┏━━

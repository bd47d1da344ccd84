//! Fixed-priority preemptive scheduling.

use super::{ListPolicy, SchedView};
use crate::error::SchedulerResult;
use crate::job::{Job, JobHandle};
use crate::time::{LOWEST_PRIORITY, Priority, Time};

/// Runs the job with the smallest static priority value.
///
/// The list is kept sorted at insertion; jobs of equal priority keep their
/// arrival order, so `schedule` has nothing to do.
#[derive(Debug, Clone, Default)]
pub struct FixedPriority {
    ready: Vec<(Priority, JobHandle)>,
}

impl FixedPriority {
    /// Priorities in dispatch order.
    #[must_use]
    pub fn priorities(&self) -> Vec<Priority> {
        self.ready.iter().map(|&(p, _)| p).collect()
    }
}

impl ListPolicy for FixedPriority {
    const NAME: &'static str = "fpp";

    fn insert(&mut self, view: SchedView<'_>, handle: JobHandle) {
        let priority = view.jobs.get(handle).map_or(LOWEST_PRIORITY, Job::priority);
        let slot = self.ready.partition_point(|&(p, _)| p <= priority);
        self.ready.insert(slot, (priority, handle));
    }

    fn remove(&mut self, handle: JobHandle) -> bool {
        match self.ready.iter().position(|&(_, h)| h == handle) {
            Some(slot) => {
                self.ready.remove(slot);
                true
            }
            None => false,
        }
    }

    fn select(&self, _view: SchedView<'_>, _now: Time) -> SchedulerResult<Option<JobHandle>> {
        Ok(self.ready.first().map(|&(_, h)| h))
    }

    fn order(&self) -> Vec<JobHandle> {
        self.ready.iter().map(|&(_, h)| h).collect()
    }

    fn len(&self) -> usize {
        self.ready.len()
    }
}

#[cfg(test)]
mod tests {
    use super::*;
    use crate::job::JobArena;
    use crate::task::TaskSet;
    use mkfirm_test_helpers::must;

    #[test]
    fn test_sorted_and_stable() {
        let mut jobs = JobArena::new();
        let tasks = TaskSet::default();
        let priorities = [3, 1, 3, 0, 1];
        let handles: Vec<JobHandle> = priorities
            .iter()
            .map(|&p| jobs.insert(Job::new(1, 0, 0, 1, 10, p)))
            .collect();

        let mut fpp = FixedPriority::default();
        for &h in &handles {
            fpp.insert(SchedView { jobs: &jobs, tasks: &tasks }, h);
        }
        assert_eq!(fpp.priorities(), vec![0, 1, 1, 3, 3]);
        assert_eq!(
            fpp.order(),
            vec![handles[3], handles[1], handles[4], handles[0], handles[2]]
        );
        assert_eq!(
            must(fpp.select(SchedView { jobs: &jobs, tasks: &tasks }, 0)),
            Some(handles[3])
        );
    }
}
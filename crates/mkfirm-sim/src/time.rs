//! Logical time primitives.
//!
//! The simulator only knows integer ticks. Time and intervals share one
//! signed representation so that `deadline - remaining` never underflows.

/// A logical instant, measured in ticks from simulation start.
pub type Time = i64;

/// A span of ticks: execution budgets, relative deadlines, periods.
pub type Interval = i64;

/// Static or dynamic job priority. Lower values are more urgent.
pub type Priority = i64;

/// External identifier of a task within a task set.
pub type TaskId = u32;

/// Least urgent priority, used for optional (m,k) instances.
pub const LOWEST_PRIORITY: Priority = Priority::MAX;
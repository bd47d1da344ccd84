//! Unwrap helpers with good error messages.

use std::fmt::Debug;

/// Unwrap a `Result`, panicking with the error value on `Err`.
///
/// # Panics
///
/// Panics if the result is `Err`.
#[track_caller]
pub fn must<T, E: Debug>(result: Result<T, E>) -> T {
    match result {
        Ok(v) => v,
        Err(e) => panic!("must: unexpected Err: {e:?}"),
    }
}

/// Unwrap a `Result` with a context message.
///
/// # Panics
///
/// Panics if the result is `Err`, with the context and error value.
#[track_caller]
pub fn must_with<T, E: Debug>(result: Result<T, E>, context: &str) -> T {
    match result {
        Ok(v) => v,
        Err(e) => panic!("must_with: {context}: {e:?}"),
    }
}

/// Unwrap an `Option`, panicking with `msg` on `None`.
///
/// # Panics
///
/// Panics if the option is `None`.
#[track_caller]
pub fn must_some<T>(option: Option<T>, msg: &str) -> T {
    match option {
        Some(v) => v,
        None => panic!("must_some: {msg}"),
    }
}

/// Extract the error of a `Result` that is expected to fail.
///
/// # Example
///
/// ```rust
/// use mkfirm_test_helpers::must_err;
///
/// let result: Result<(), &str> = Err("window too large");
/// assert_eq!(must_err(result), "window too large");
/// ```
///
/// # Panics
///
/// Panics if the result is `Ok`, with the success value.
#[track_caller]
pub fn must_err<T: Debug, E>(result: Result<T, E>) -> E {
    match result {
        Ok(v) => panic!("must_err: unexpected Ok: {v:?}"),
        Err(e) => e,
    }
}

#[cfg(test)]
mod tests {
    use super::*;

    #[test]
    fn test_must_ok() {
        let r: Result<i32, String> = Ok(42);
        assert_eq!(must(r), 42);
    }

    #[test]
    #[should_panic(expected = "must: unexpected Err")]
    fn test_must_err_panics() {
        let r: Result<i32, &str> = Err("boom");
        must(r);
    }

    #[test]
    fn test_must_some() {
        assert_eq!(must_some(Some(7), "seven"), 7);
    }

    #[test]
    #[should_panic(expected = "must_some: nothing here")]
    fn test_must_some_none_panics() {
        let _ = must_some(None::<i32>, "nothing here");
    }

    #[test]
    fn test_must_err_extracts() {
        let r: Result<(), u8> = Err(3);
        assert_eq!(must_err(r), 3);
    }

    #[test]
    #[should_panic(expected = "must_err: unexpected Ok")]
    fn test_must_err_on_ok_panics() {
        let r: Result<u8, ()> = Ok(1);
        must_err(r);
    }

    #[test]
    fn test_must_with_context() {
        let r: Result<&str, ()> = Ok("fine");
        assert_eq!(must_with(r, "loading"), "fine");
    }
}
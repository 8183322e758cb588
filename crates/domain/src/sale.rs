//! Sales (`vendas`).
//!
//! A sale references a customer, a vehicle and a salesperson by id. The
//! references are stored as given: nothing checks that the rows exist.

use chrono::NaiveDate;
use serde::{Deserialize, Serialize};
use utoipa::ToSchema;

use crate::{
    identifiers::{CustomerId, SaleId, SalespersonId, VehicleId},
    resource::Resource,
};

/// A stored sale row
#[derive(Debug, Clone, PartialEq, Serialize, Deserialize, ToSchema)]
pub struct Sale {
    pub venda_id: SaleId,
    pub cliente_id: Option<CustomerId>,
    pub veiculo_id: Option<VehicleId>,
    pub vendedor_id: Option<SalespersonId>,
    pub data_venda: Option<NaiveDate>,
    pub valor_venda: Option<f64>,
    pub desconto_percentual: Option<f64>,
    /// e.g. `À vista`, `Financiamento`, `Consórcio`, `Leasing`
    pub forma_pagamento: Option<String>,
    pub numero_parcelas: Option<i64>,
    pub valor_entrada: Option<f64>,
    /// e.g. `Concluída`, `Cancelada`
    pub status_venda: Option<String>,
}

/// Create payload for `POST /vendas`
#[derive(Debug, Clone, Default, PartialEq, Serialize, Deserialize, ToSchema)]
pub struct NewSale {
    pub cliente_id: Option<CustomerId>,
    pub veiculo_id: Option<VehicleId>,
    pub vendedor_id: Option<SalespersonId>,
    pub data_venda: Option<NaiveDate>,
    pub valor_venda: Option<f64>,
    pub desconto_percentual: Option<f64>,
    pub forma_pagamento: Option<String>,
    pub numero_parcelas: Option<i64>,
    pub valor_entrada: Option<f64>,
    pub status_venda: Option<String>,
}

impl Resource for Sale {
    type New = NewSale;

    const TABLE: &'static str = "vendas";
    const ID_FIELD: &'static str = "venda_id";
    const COLUMNS: &'static [&'static str] = &[
        "cliente_id",
        "veiculo_id",
        "vendedor_id",
        "data_venda",
        "valor_venda",
        "desconto_percentual",
        "forma_pagamento",
        "numero_parcelas",
        "valor_entrada",
        "status_venda",
    ];
    const LABEL: &'static str = "sale";
}
//! HTTP route handlers.
//!
//! This module organizes all API endpoints by concern.

pub mod health;
pub mod resources;
pub mod root;
pub mod views;

// Re-export for convenience
pub use health::routes as health_routes;
pub use resources::routes as resource_routes;
pub use root::routes as root_routes;
pub use views::routes as view_routes;
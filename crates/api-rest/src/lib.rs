//! Sports-Car Sales REST API
//!
//! This crate provides the Axum-based REST API over the dealership database:
//! list/create endpoints for the six entity tables, allow-listed analytical
//! views, health probes and an OpenAPI document.
//!
//! ## Architecture
//!
//! The API is organized into the following modules:
//!
//! - **app**: Application builder and middleware stack
//! - **cli**: Command-line flags of the binary
//! - **routes**: HTTP route handlers organized by concern
//! - **middleware**: Request/response middleware (request id, logging, errors)
//! - **extractors**: Custom Axum extractors
//! - **responses**: Standardized response types
//! - **error**: HTTP error handling and conversion
//!
//! ## Usage
//!
//! ```rust,no_run
//! use sportscar_sales_api_rest::{create_app, AppState};
//! use sportscar_sales_common::AppConfig;
//! use sportscar_sales_infrastructure::{DatabaseConfig, DatabasePool};
//!
//! #[tokio::main]
//! async fn main() -> anyhow::Result<()> {
//!     let config = AppConfig::load()?;
//!     let database = DatabasePool::with_schema(&DatabaseConfig::from(&config.database)).await?;
//!     let app = create_app(AppState::new(config.clone(), database));
//!
//!     let listener = tokio::net::TcpListener::bind(config.server_address()).await?;
//!     axum::serve(listener, app).await?;
//!     Ok(())
//! }
//! ```

#![warn(missing_docs)]
#![warn(clippy::all)]

pub mod app;
pub mod cli;
pub mod error;
pub mod extractors;
pub mod middleware;
pub mod responses;
pub mod routes;
pub mod state;

// Re-export commonly used types
pub use app::{create_app, ApiDoc};
pub use cli::Cli;
pub use error::{ApiError, ApiResult};
pub use state::AppState;
//! Conversion of layer failures and panics into error responses.

use crate::error::{ApiError, ErrorResponse};
use axum::{
    http::StatusCode,
    response::{IntoResponse, Response},
    BoxError, Json,
};
use tracing::error;

/// Map an error raised by a tower layer (e.g. the request timeout) to an
/// [`ApiError`]
pub async fn handle_middleware_error(err: BoxError) -> ApiError {
    if err.is::<tower::timeout::error::Elapsed>() {
        ApiError::Timeout
    } else {
        ApiError::Internal(err.to_string())
    }
}

/// Handle panics and convert to 500 errors
pub fn handle_panic(err: Box<dyn std::any::Any + Send + 'static>) -> Response {
    let details = if let Some(s) = err.downcast_ref::<String>() {
        s.clone()
    } else if let Some(s) = err.downcast_ref::<&str>() {
        s.to_string()
    } else {
        "Unknown panic".to_string()
    };

    error!(details = %details, "Handler panicked");

    let body = ErrorResponse::new("INTERNAL_ERROR", "Internal server error");

    (StatusCode::INTERNAL_SERVER_ERROR, Json(body)).into_response()
}

#[cfg(test)]
mod tests {
    use super::*;

    #[tokio::test]
    async fn test_unknown_layer_error_is_internal() {
        let err: BoxError = "connection reset".into();
        let api_error = handle_middleware_error(err).await;
        assert!(matches!(api_error, ApiError::Internal(ref d) if d == "connection reset"));
    }

    #[test]
    fn test_panic_becomes_500() {
        let response = handle_panic(Box::new("boom"));
        assert_eq!(response.status(), StatusCode::INTERNAL_SERVER_ERROR);
    }
}
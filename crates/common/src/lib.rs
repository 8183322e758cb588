//! Shared functionality for the sports-car sales services.
//!
//! This crate provides:
//! - Layered configuration loading
//! - Telemetry (structured logging) initialisation

pub mod config;
pub mod telemetry;

pub use config::{AppConfig, DatabaseConfig, ServerConfig, TelemetryConfig};
pub use telemetry::init_tracing;

/// Common error type used throughout the crate
pub type Result<T> = std::result::Result<T, anyhow::Error>;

┗━━

▸ Description of the task
Return all lines above that mention the word "health".

▸ Response to this exercise
pub mod health;
pub use health::routes as health_routes;
//! views, health probes and an OpenAPI document.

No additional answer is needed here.